(ENTRIES SHOWN)
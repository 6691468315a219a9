//! HTTP client wrapper with retry logic.

use std::time::Duration;

use reqwest::{Client, Method, StatusCode};
use serde::Serialize;
use serde::de::DeserializeOwned;

use super::api_types::AlpacaErrorResponse;
use super::config::{AlpacaConfig, RetryConfig};
use super::error::AlpacaError;
use crate::application::ports::mentions_insufficient_funds;

/// Which Alpaca REST API a request targets.
#[derive(Debug, Clone, Copy, PartialEq, Eq)]
pub enum AlpacaApi {
    /// Orders, positions, assets.
    Trading,
    /// Quotes and trades.
    Data,
}

/// HTTP client for Alpaca APIs with retry logic.
#[derive(Debug, Clone)]
pub struct AlpacaHttpClient {
    client: Client,
    api_key: String,
    api_secret: String,
    trading_base_url: String,
    data_base_url: String,
    retry_config: RetryConfig,
}

impl AlpacaHttpClient {
    /// Create a new HTTP client from config.
    pub fn new(config: &AlpacaConfig) -> Result<Self, AlpacaError> {
        if !config.has_credentials() {
            return Err(AlpacaError::AuthenticationFailed);
        }

        let client = Client::builder()
            .timeout(config.timeout)
            .build()
            .map_err(|e| AlpacaError::Network(e.to_string()))?;

        Ok(Self {
            client,
            api_key: config.api_key.clone(),
            api_secret: config.api_secret.clone(),
            trading_base_url: config.trading_base_url().trim_end_matches('/').to_string(),
            data_base_url: config.data_base_url().trim_end_matches('/').to_string(),
            retry_config: config.retry.clone(),
        })
    }

    /// GET from the trading API.
    pub async fn get<T: DeserializeOwned>(&self, path: &str) -> Result<T, AlpacaError> {
        self.request(Method::GET, AlpacaApi::Trading, path, None::<&()>)
            .await
    }

    /// POST a JSON body to the trading API.
    pub async fn post<T: DeserializeOwned, B: Serialize + Sync>(
        &self,
        path: &str,
        body: &B,
    ) -> Result<T, AlpacaError> {
        self.request(Method::POST, AlpacaApi::Trading, path, Some(body))
            .await
    }

    /// DELETE on the trading API, discarding any body.
    pub async fn delete(&self, path: &str) -> Result<(), AlpacaError> {
        let _: serde_json::Value = self
            .request(Method::DELETE, AlpacaApi::Trading, path, None::<&()>)
            .await?;
        Ok(())
    }

    /// GET from the market data API.
    pub async fn data_get<T: DeserializeOwned>(&self, path: &str) -> Result<T, AlpacaError> {
        self.request(Method::GET, AlpacaApi::Data, path, None::<&()>)
            .await
    }

    fn base_url(&self, api: AlpacaApi) -> &str {
        match api {
            AlpacaApi::Trading => &self.trading_base_url,
            AlpacaApi::Data => &self.data_base_url,
        }
    }

    /// Send a request, retrying transient failures with exponential backoff.
    ///
    /// A `Retry-After` header from a rate-limited response replaces the
    /// computed delay.
    async fn request<T: DeserializeOwned, B: Serialize + Sync>(
        &self,
        method: Method,
        api: AlpacaApi,
        path: &str,
        body: Option<&B>,
    ) -> Result<T, AlpacaError> {
        let url = format!("{}{path}", self.base_url(api));
        let mut backoff = ExponentialBackoff::new(&self.retry_config);

        loop {
            let (error, retry_after) = match self.send_once(&method, &url, path, body).await {
                Ok(value) => return Ok(value),
                Err(Failure::Fatal(error)) => return Err(error),
                Err(Failure::Transient { error, retry_after }) => (error, retry_after),
            };

            let Some(delay) = backoff.next_backoff() else {
                return Err(match error {
                    AlpacaError::RateLimited { .. } => error,
                    _ => AlpacaError::MaxRetriesExceeded {
                        attempts: backoff.attempt,
                    },
                });
            };
            let delay = retry_after.unwrap_or(delay);

            tracing::warn!(
                method = %method,
                path,
                error = %error,
                attempt = backoff.attempt,
                delay_ms = delay.as_millis() as u64,
                "Alpaca request failed, retrying"
            );
            tokio::time::sleep(delay).await;
        }
    }

    /// One HTTP exchange, classified for the retry loop.
    async fn send_once<T: DeserializeOwned, B: Serialize + Sync>(
        &self,
        method: &Method,
        url: &str,
        path: &str,
        body: Option<&B>,
    ) -> Result<T, Failure> {
        let mut request = self
            .client
            .request(method.clone(), url)
            .header("APCA-API-KEY-ID", &self.api_key)
            .header("APCA-API-SECRET-KEY", &self.api_secret);
        if let Some(b) = body {
            request = request.json(b);
        }

        let response = request.send().await.map_err(|e| Failure::Transient {
            error: AlpacaError::Network(e.to_string()),
            retry_after: None,
        })?;
        let status = response.status();

        if status.is_success() {
            let text = response
                .text()
                .await
                .map_err(|e| Failure::Fatal(AlpacaError::Network(e.to_string())))?;
            // DELETE and some cancels answer 204 with no body
            let text = if text.trim().is_empty() { "null" } else { &text };
            return serde_json::from_str(text)
                .map_err(|e| Failure::Fatal(AlpacaError::JsonParse(e.to_string())));
        }

        let retry_after_secs = response
            .headers()
            .get("Retry-After")
            .and_then(|v| v.to_str().ok())
            .and_then(|v| v.parse::<u64>().ok());
        let (code, message) = error_details(status, response.text().await.unwrap_or_default());

        Err(match categorize_status(status) {
            ErrorCategory::RateLimited => Failure::Transient {
                error: AlpacaError::RateLimited {
                    retry_after_secs: retry_after_secs.unwrap_or(60),
                },
                retry_after: retry_after_secs.map(Duration::from_secs),
            },
            ErrorCategory::Retryable => Failure::Transient {
                error: AlpacaError::Api { code, message },
                retry_after: None,
            },
            ErrorCategory::NonRetryable => {
                Failure::Fatal(classify_failure(status, path, code, message))
            }
        })
    }
}

/// Why a single exchange produced no value.
enum Failure {
    /// Worth another attempt; `retry_after` is the server's requested delay.
    Transient {
        error: AlpacaError,
        retry_after: Option<Duration>,
    },
    /// Surface immediately.
    Fatal(AlpacaError),
}

/// Error code and message from an error body, falling back to the status
/// code and raw text when the body is not Alpaca's JSON shape.
fn error_details(status: StatusCode, body: String) -> (String, String) {
    match serde_json::from_str::<AlpacaErrorResponse>(&body) {
        Ok(err) => (
            err.code_string().unwrap_or_else(|| status.as_u16().to_string()),
            err.message,
        ),
        Err(_) => (status.as_u16().to_string(), body),
    }
}

/// Map a non-retryable response to an adapter error.
fn classify_failure(status: StatusCode, path: &str, code: String, message: String) -> AlpacaError {
    if mentions_insufficient_funds(&message) {
        return AlpacaError::InsufficientBuyingPower(message);
    }
    match status {
        StatusCode::UNAUTHORIZED | StatusCode::FORBIDDEN => AlpacaError::AuthenticationFailed,
        StatusCode::NOT_FOUND => AlpacaError::NotFound {
            resource: path.to_string(),
        },
        StatusCode::UNPROCESSABLE_ENTITY => AlpacaError::OrderRejected(message),
        _ => AlpacaError::Api { code, message },
    }
}

/// Error category for determining retry behavior.
enum ErrorCategory {
    RateLimited,
    Retryable,
    NonRetryable,
}

/// Categorize HTTP status code for retry handling.
const fn categorize_status(status: StatusCode) -> ErrorCategory {
    match status.as_u16() {
        429 => ErrorCategory::RateLimited,
        408 | 500 | 502 | 503 | 504 => ErrorCategory::Retryable,
        _ => ErrorCategory::NonRetryable,
    }
}

/// Exponential backoff calculator.
struct ExponentialBackoff {
    attempt: u32,
    max_attempts: u32,
    current_backoff: Duration,
    max_backoff: Duration,
    multiplier: f64,
}

impl ExponentialBackoff {
    const fn new(config: &RetryConfig) -> Self {
        Self {
            attempt: 0,
            max_attempts: config.max_attempts,
            current_backoff: config.initial_backoff,
            max_backoff: config.max_backoff,
            multiplier: config.multiplier,
        }
    }

    fn next_backoff(&mut self) -> Option<Duration> {
        self.attempt += 1;
        if self.attempt >= self.max_attempts {
            return None;
        }

        let backoff = self.current_backoff;
        self.current_backoff = Duration::from_secs_f64(
            (self.current_backoff.as_secs_f64() * self.multiplier)
                .min(self.max_backoff.as_secs_f64()),
        );

        Some(backoff)
    }
}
(End ENTRIES SHOWN)
Please give back, exactly as it stands above, the stretch from the line with "use crate::application::ports::mentions_insufficient_funds;" through the line with "to the trading API.", and no line outside it.

### EXERCISE OUTPUT
use crate::application::ports::mentions_insufficient_funds;

/// Which Alpaca REST API a request targets.
#[derive(Debug, Clone, Copy, PartialEq, Eq)]
pub enum AlpacaApi {
    /// Orders, positions, assets.
    Trading,
    /// Quotes and trades.
    Data,
}

/// HTTP client for Alpaca APIs with retry logic.
#[derive(Debug, Clone)]
pub struct AlpacaHttpClient {
    client: Client,
    api_key: String,
    api_secret: String,
    trading_base_url: String,
    data_base_url: String,
    retry_config: RetryConfig,
}

impl AlpacaHttpClient {
    /// Create a new HTTP client from config.
    pub fn new(config: &AlpacaConfig) -> Result<Self, AlpacaError> {
        if !config.has_credentials() {
            return Err(AlpacaError::AuthenticationFailed);
        }

        let client = Client::builder()
            .timeout(config.timeout)
            .build()
            .map_err(|e| AlpacaError::Network(e.to_string()))?;

        Ok(Self {
            client,
            api_key: config.api_key.clone(),
            api_secret: config.api_secret.clone(),
            trading_base_url: config.trading_base_url().trim_end_matches('/').to_string(),
            data_base_url: config.data_base_url().trim_end_matches('/').to_string(),
            retry_config: config.retry.clone(),
        })
    }

    /// GET from the trading API.
    pub async fn get<T: DeserializeOwned>(&self, path: &str) -> Result<T, AlpacaError> {
        self.request(Method::GET, AlpacaApi::Trading, path, None::<&()>)
            .await
    }

    /// POST a JSON body to the trading API.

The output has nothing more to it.